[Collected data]

──────

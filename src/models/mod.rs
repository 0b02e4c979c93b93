// Domain models

mod network;
mod process;
mod storage;
mod system;

pub use network::NetworkCounters;
pub use process::{GpuStats, ProcessInfo};
pub use storage::DiskIoStats;
pub use system::{Snapshot, SnapshotError, UsageStats};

──────

Down to the last line, retype the entries above exactly.

filename src/models/mod.rs
repository 0b02e4c979c93b93
// Domain models

mod network;
mod process;
mod storage;
mod system;

pub use network::NetworkCounters;
pub use process::{GpuStats, ProcessInfo};
pub use storage::DiskIoStats;
pub use system::{Snapshot, SnapshotError, UsageStats};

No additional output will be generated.